Stored items:

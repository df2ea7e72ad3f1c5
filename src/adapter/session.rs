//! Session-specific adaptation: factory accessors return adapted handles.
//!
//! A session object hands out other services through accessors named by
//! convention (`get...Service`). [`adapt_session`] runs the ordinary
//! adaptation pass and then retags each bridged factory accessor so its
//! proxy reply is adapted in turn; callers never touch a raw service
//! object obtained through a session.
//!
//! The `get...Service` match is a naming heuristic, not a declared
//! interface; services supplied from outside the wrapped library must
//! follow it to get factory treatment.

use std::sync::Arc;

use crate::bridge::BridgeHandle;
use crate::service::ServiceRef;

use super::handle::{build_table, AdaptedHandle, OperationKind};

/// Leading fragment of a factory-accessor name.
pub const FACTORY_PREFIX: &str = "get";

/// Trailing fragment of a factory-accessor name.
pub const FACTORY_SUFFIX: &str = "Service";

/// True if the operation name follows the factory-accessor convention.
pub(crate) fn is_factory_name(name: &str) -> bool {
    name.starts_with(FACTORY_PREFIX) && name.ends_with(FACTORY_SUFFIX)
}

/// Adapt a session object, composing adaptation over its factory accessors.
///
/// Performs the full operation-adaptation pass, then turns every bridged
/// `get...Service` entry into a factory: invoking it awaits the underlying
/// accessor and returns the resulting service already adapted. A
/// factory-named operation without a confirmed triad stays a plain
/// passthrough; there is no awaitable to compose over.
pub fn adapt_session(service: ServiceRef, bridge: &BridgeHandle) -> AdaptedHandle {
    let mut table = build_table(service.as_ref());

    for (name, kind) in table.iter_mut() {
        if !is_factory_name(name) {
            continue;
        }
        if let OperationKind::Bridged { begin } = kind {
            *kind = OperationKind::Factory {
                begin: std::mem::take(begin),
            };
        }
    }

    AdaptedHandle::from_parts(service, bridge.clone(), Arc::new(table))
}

### [Task item]
Reproduce each record exactly as it appears.

### [Finished task]
repository df2ea7e72ad3f1c5
filename src/adapter/session.rs
//! Session-specific adaptation: factory accessors return adapted handles.
//!
//! A session object hands out other services through accessors named by
//! convention (`get...Service`). [`adapt_session`] runs the ordinary
//! adaptation pass and then retags each bridged factory accessor so its
//! proxy reply is adapted in turn; callers never touch a raw service
//! object obtained through a session.
//!
//! The `get...Service` match is a naming heuristic, not a declared
//! interface; services supplied from outside the wrapped library must
//! follow it to get factory treatment.

use std::sync::Arc;

use crate::bridge::BridgeHandle;
use crate::service::ServiceRef;

use super::handle::{build_table, AdaptedHandle, OperationKind};

/// Leading fragment of a factory-accessor name.
pub const FACTORY_PREFIX: &str = "get";

/// Trailing fragment of a factory-accessor name.
pub const FACTORY_SUFFIX: &str = "Service";

/// True if the operation name follows the factory-accessor convention.
pub(crate) fn is_factory_name(name: &str) -> bool {
    name.starts_with(FACTORY_PREFIX) && name.ends_with(FACTORY_SUFFIX)
}

/// Adapt a session object, composing adaptation over its factory accessors.
///
/// Performs the full operation-adaptation pass, then turns every bridged
/// `get...Service` entry into a factory: invoking it awaits the underlying
/// accessor and returns the resulting service already adapted. A
/// factory-named operation without a confirmed triad stays a plain
/// passthrough; there is no awaitable to compose over.
pub fn adapt_session(service: ServiceRef, bridge: &BridgeHandle) -> AdaptedHandle {
    let mut table = build_table(service.as_ref());

    for (name, kind) in table.iter_mut() {
        if !is_factory_name(name) {
            continue;
        }
        if let OperationKind::Bridged { begin } = kind {
            *kind = OperationKind::Factory {
                begin: std::mem::take(begin),
            };
        }
    }

    AdaptedHandle::from_parts(service, bridge.clone(), Arc::new(table))
}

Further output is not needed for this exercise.